Viktor pilotava seu barco sobre as águas calmas do Golfo da Finlândia, enquanto seus passageiros — turistas de Moscou — pescavam com entusiasmo.
O dia estava maravilhoso: o sol brilhava, uma brisa suave soprava e os peixes estavam mordendo com vontade.

— Viktor Semionitch, tem algo nadando ali? — chamou de repente um dos turistas, apontando para a distância.
O capitão semicerrava os olhos, tentando enxergar melhor.
— Parece um pássaro… Mas não, é algo estranho.
Quando o barco se aproximou, todos se entreolharam, confusos.
Na água, mal se mantendo à tona, debatia-se desesperadamente um gato.
Ruivo, encharcado e completamente exausto.
— Ora essa! — Viktor balançou a cabeça. — Como ele veio parar aqui?
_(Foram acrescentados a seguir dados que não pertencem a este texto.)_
use serde::Deserialize;
use std::path::Path;
use thiserror::Error;

use crate::embedder::{EmbedError, TextEmbedder, format_document_for_embedding};

/// Batch size for embedding documents at startup
const EMBEDDING_BATCH_SIZE: usize = 32;

#[derive(Error, Debug)]
pub enum IndexError {
    #[error("failed to read knowledge file: {0}")]
    Io(#[from] std::io::Error),

    #[error("malformed knowledge file: {0}")]
    Parse(#[from] serde_json::Error),

    #[error("embedding error: {0}")]
    Embed(#[from] EmbedError),

    #[error("knowledge index is empty")]
    Empty,

    #[error("embedding dimension mismatch: expected {expected}, got {actual}")]
    DimensionMismatch { expected: usize, actual: usize },
}

/// One unit of retrievable knowledge.
#[derive(Deserialize, Debug, Clone, PartialEq)]
pub struct Document {
    #[serde(default)]
    pub title: Option<String>,
    pub content: String,
}

/// Read a JSON array of documents. Entries with blank content are dropped.
pub fn load_documents(path: impl AsRef<Path>) -> Result<Vec<Document>, IndexError> {
    let raw = std::fs::read_to_string(path)?;
    let docs: Vec<Document> = serde_json::from_str(&raw)?;
    Ok(docs
        .into_iter()
        .filter(|d| !d.content.trim().is_empty())
        .collect())
}

/// Best match for a question.
#[derive(Debug, Clone, PartialEq)]
pub struct ScoredDocument<'a> {
    pub document: &'a Document,
    /// Cosine similarity clamped into [0, 1]
    pub score: f32,
}

/// Documents and their embeddings, held in memory for the process lifetime.
/// Read-only after construction.
pub struct KnowledgeIndex {
    documents: Vec<Document>,
    embeddings: Vec<Vec<f32>>,
    dimension: usize,
}

impl KnowledgeIndex {
    /// Embed every document once.
    pub fn build<E: TextEmbedder + ?Sized>(
        documents: Vec<Document>,
        embedder: &mut E,
    ) -> Result<Self, IndexError> {
        let dimension = embedder.dimension();
        let mut embeddings = Vec::with_capacity(documents.len());

        for batch in documents.chunks(EMBEDDING_BATCH_SIZE) {
            let texts: Vec<String> = batch
                .iter()
                .map(|d| format_document_for_embedding(d.title.as_deref(), &d.content))
                .collect();
            let text_refs: Vec<&str> = texts.iter().map(|s| s.as_str()).collect();
            let batch_embeddings = embedder.embed_batch(&text_refs)?;
            for embedding in &batch_embeddings {
                check_dimension(dimension, embedding)?;
            }
            embeddings.extend(batch_embeddings);
        }

        tracing::info!(documents = documents.len(), dimension, "knowledge index built");

        Ok(Self {
            documents,
            embeddings,
            dimension,
        })
    }

    pub fn len(&self) -> usize {
        self.documents.len()
    }

    pub fn is_empty(&self) -> bool {
        self.documents.is_empty()
    }

    pub fn dimension(&self) -> usize {
        self.dimension
    }

    /// Return the single most similar document.
    ///
    /// Ties keep the earliest document.
    pub fn best_match(&self, query_embedding: &[f32]) -> Result<ScoredDocument<'_>, IndexError> {
        check_dimension(self.dimension, query_embedding)?;

        let mut best: Option<(usize, f32)> = None;
        for (i, embedding) in self.embeddings.iter().enumerate() {
            let sim = cosine_similarity(query_embedding, embedding);
            if best.is_none_or(|(_, best_sim)| sim > best_sim) {
                best = Some((i, sim));
            }
        }

        let (idx, sim) = best.ok_or(IndexError::Empty)?;
        Ok(ScoredDocument {
            document: &self.documents[idx],
            score: sim.clamp(0.0, 1.0),
        })
    }
}

fn check_dimension(expected: usize, embedding: &[f32]) -> Result<(), IndexError> {
    if embedding.len() != expected {
        return Err(IndexError::DimensionMismatch {
            expected,
            actual: embedding.len(),
        });
    }
    Ok(())
}

/// Compute cosine similarity between two vectors.
/// Returns 0.0 if either vector has zero magnitude.
pub fn cosine_similarity(a: &[f32], b: &[f32]) -> f32 {
    debug_assert_eq!(a.len(), b.len(), "vectors must have same dimension");

    let dot: f32 = a.iter().zip(b.iter()).map(|(x, y)| x * y).sum();
    let mag_a: f32 = a.iter().map(|x| x * x).sum::<f32>().sqrt();
    let mag_b: f32 = b.iter().map(|x| x * x).sum::<f32>().sqrt();

    if mag_a == 0.0 || mag_b == 0.0 {
        return 0.0;
    }

    dot / (mag_a * mag_b)
}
A costa está a um quilômetro e meio!
— Talvez tenha caído de algum barco — sugeriu um turista.
— Ou a corrente o arrastou — acrescentou outro.
O gato miou baixinho e tentou nadar em direção ao barco, mas estava claramente sem forças.
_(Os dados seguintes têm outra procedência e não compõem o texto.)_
//! Router tests: HTTP shapes of the chat, ask and health endpoints.

mod common;

use axum::body::Body;
use axum::http::{Request, StatusCode};
use common::{StubGenerator, StubOracle};
use grounded_chat::{AppState, EngineConfig, router};
use std::sync::Arc;
use tower::ServiceExt;

fn app(oracle: StubOracle, generator: StubGenerator) -> axum::Router {
    router(AppState::new(
        Arc::new(oracle),
        Arc::new(generator),
        EngineConfig::default(),
    ))
}

fn json_post(uri: &str, body: &str) -> Request<Body> {
    Request::builder()
        .method("POST")
        .uri(uri)
        .header("content-type", "application/json")
        .body(Body::from(body.to_string()))
        .unwrap()
}

fn form_post(uri: &str, body: &str) -> Request<Body> {
    Request::builder()
        .method("POST")
        .uri(uri)
        .header("content-type", "application/x-www-form-urlencoded")
        .body(Body::from(body.to_string()))
        .unwrap()
}

async fn send(app: axum::Router, req: Request<Body>) -> (StatusCode, serde_json::Value) {
    let resp = app.oneshot(req).await.unwrap();
    let status = resp.status();
    let body = axum::body::to_bytes(resp.into_body(), 100_000)
        .await
        .unwrap();
    let json: serde_json::Value = serde_json::from_slice(&body).unwrap();
    (status, json)
}

// --- /get_response ---

#[tokio::test]
async fn chat_returns_generated_reply() {
    let app = app(
        StubOracle::returning("Refunds within 30 days.", 0.8),
        StubGenerator::returning("You can get a refund within 30 days."),
    );
    let (status, json) = send(
        app,
        json_post("/get_response", r#"{"message":"What is the refund policy?"}"#),
    )
    .await;

    assert_eq!(status, StatusCode::OK);
    assert_eq!(
        json,
        serde_json::json!({ "response": "You can get a refund within 30 days." })
    );
}

#[tokio::test]
async fn chat_empty_message_is_ok_with_prompt() {
    for body in [r#"{"message":"   "}"#, r#"{}"#, r#"{"message":null}"#] {
        let app = app(
            StubOracle::returning("ctx", 0.9),
            StubGenerator::returning("unused"),
        );
        let (status, json) = send(app, json_post("/get_response", body)).await;

        assert_eq!(status, StatusCode::OK);
        assert_eq!(json["response"], "Please enter a message.");
    }
}

#[tokio::test]
async fn chat_backend_down_is_ok_with_fallback() {
    let app = app(StubOracle::failing(), StubGenerator::failing());
    let (status, json) = send(app, json_post("/chat", r#"{"message":"hi"}"#)).await;

    assert_eq!(status, StatusCode::OK);
    assert_eq!(json["response"], "Model not available in cloud deployment.");
}

#[tokio::test]
async fn chat_malformed_json_is_client_error() {
    let app = app(
        StubOracle::returning("ctx", 0.9),
        StubGenerator::returning("unused"),
    );
    let (status, json) = send(app, json_post("/get_response", "{not json")).await;

    assert!(status.is_client_error());
    assert!(json["error"].is_string());
}

// --- /ask ---

#[tokio::test]
async fn ask_returns_answer_and_score() {
    let app = app(
        StubOracle::returning("Refunds within 30 days.", 0.25),
        StubGenerator::returning("unused"),
    );
    let (status, json) = send(app, form_post("/ask", "question=refund+policy")).await;

    assert_eq!(status, StatusCode::OK);
    assert_eq!(json["answer"], "Refunds within 30 days.");
    assert!((json["score"].as_f64().unwrap() - 0.25).abs() < 1e-6);
}

#[tokio::test]
async fn ask_missing_question_is_bad_request() {
    for body in ["", "question=", "other=1"] {
        let app = app(
            StubOracle::returning("ctx", 0.9),
            StubGenerator::returning("unused"),
        );
        let (status, json) = send(app, form_post("/ask", body)).await;

        assert_eq!(status, StatusCode::BAD_REQUEST, "body {:?}", body);
        assert_eq!(json, serde_json::json!({ "error": "No question provided" }));
    }
}

#[tokio::test]
async fn ask_non_form_body_is_bad_request() {
    let app = app(
        StubOracle::returning("ctx", 0.9),
        StubGenerator::returning("unused"),
    );
    let (status, json) = send(app, json_post("/ask", r#"{"question":"hi"}"#)).await;

    assert_eq!(status, StatusCode::BAD_REQUEST);
    assert_eq!(json["error"], "No question provided");
}

#[tokio::test]
async fn ask_retrieval_failure_is_degraded() {
    let app = app(StubOracle::failing(), StubGenerator::returning("unused"));
    let (status, json) = send(app, form_post("/ask", "question=hi")).await;

    assert_eq!(status, StatusCode::OK);
    assert_eq!(json["answer"], "RAG not available in cloud deployment");
    assert_eq!(json["score"].as_f64(), Some(0.0));
}

// --- /health ---

#[tokio::test]
async fn health_reports_ok() {
    let app = app(StubOracle::failing(), StubGenerator::failing());
    let req = Request::builder()
        .uri("/health")
        .body(Body::empty())
        .unwrap();
    let (status, json) = send(app, req).await;

    assert_eq!(status, StatusCode::OK);
    assert_eq!(json["status"], "ok");
    assert!(json["version"].is_string());
}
— Certo, pessoal, a pescaria vai ter que esperar — decidiu Viktor, pegando uma rede de pesca. — Vamos salvar esse pobrezinho.
Resgatar o gato não foi fácil — ele estava assustado, arranhava, se debatia de um lado para o outro.
Mas no fim conseguiram passar a rede por baixo dele e o puxaram com cuidado para bordo.
— Coitado, está completamente exausto — suspirou Viktor, enrolando o gato trêmulo em uma jaqueta velha.
— Quanto tempo será que ele ficou na água?
O gato se encolheu em um canto do convés, olhando para as pessoas com olhos cautelosos e assustados.
O pelo molhado estava arrepiado em todas as direções, os bigodes tremiam.
— Que coisa linda — emocionou-se a esposa de um dos turistas. — E ainda é bem jovem.
— Precisamos levá-lo ao veterinário — disse Viktor, preocupado. — Vai que ele engoliu água salgada.
O veterinário examinou o gato e tranquilizou a todos.
— Está saudável, só muito cansado. Desidratado, assustado — mas é resistente.
Descansando dez dias, vai estar novo em folha.
— E se a gente procurasse os donos? — perguntou Viktor.
— Podemos colocar um anúncio. Mas ele parece ser de rua.
Pela aparência, é um animal que vive ao relento.
Viktor levou o gato para casa. Sua esposa Galina recebeu o novo “hóspede” com carinho.
— Ai, que magrinho! Vamos te alimentar direitinho!
Nos primeiros dias, o gato se escondia debaixo do sofá, saindo apenas para comer.
Aos poucos, começou a explorar a nova casa.
E depois de uma semana, já ronronava quando Galina o acariciava nas costas.
— Sabe — disse Viktor, falando com a esposa — talvez devêssemos ficar com ele. Duvido que os donos apareçam.
— Por mim tudo bem — sorriu Galina. — Sempre sonhei em ter um gatinho. Como vamos chamá-lo?
— Sortudo — respondeu Viktor na hora. — Nem todo mundo consegue se salvar em alto-mar.
Ao ouvir o novo nome, o gato levantou a cabeça e miou alto — como se aprovasse a escolha.
Passou um mês e Sortudo se integrou totalmente à família.
Recebia Viktor na porta, se aquecia no colo de Galina, e pedia peixinho na cozinha com esperteza.
Só tinha uma coisa que ele ainda evitava: água — até para se aproximar da tigela, ia com cautela.
— Acho que ele ficou com trauma psicológico — dizia Galina às vizinhas. — Depois de passar por aquilo, não é surpresa.
— Vai ver foi o destino — refletia a vizinha Tatiana Nikolaevna. — Ele veio direto pra vocês.
Viktor coçou o gato atrás da orelha com carinho.
— Talvez tenha sido mesmo o destino. Ainda bem que fomos pescar naquele dia. Caso contrário…
O gato ruivo se esfregou na mão dele e ronronou satisfeito, como se dissesse:
— Vai ficar tudo bem. Agora estou com vocês. Para sempre.
E Viktor e Galina concordaram, sem precisar dizer uma palavra.
Às vezes, uma ajuda no momento certo se transforma na felicidade mais inesperada.
Às vezes, a salvação vem de onde menos se espera — e a verdadeira sorte nada direto até você.
O mais importante é não perder o momento em que alguém precisa de você.
Porque é exatamente nesses momentos que entra em nossa vida um novo amor, inesperado.
E mesmo que o começo tenha sido difícil — os laços mais fortes muitas vezes nascem em tempos de dificuldade.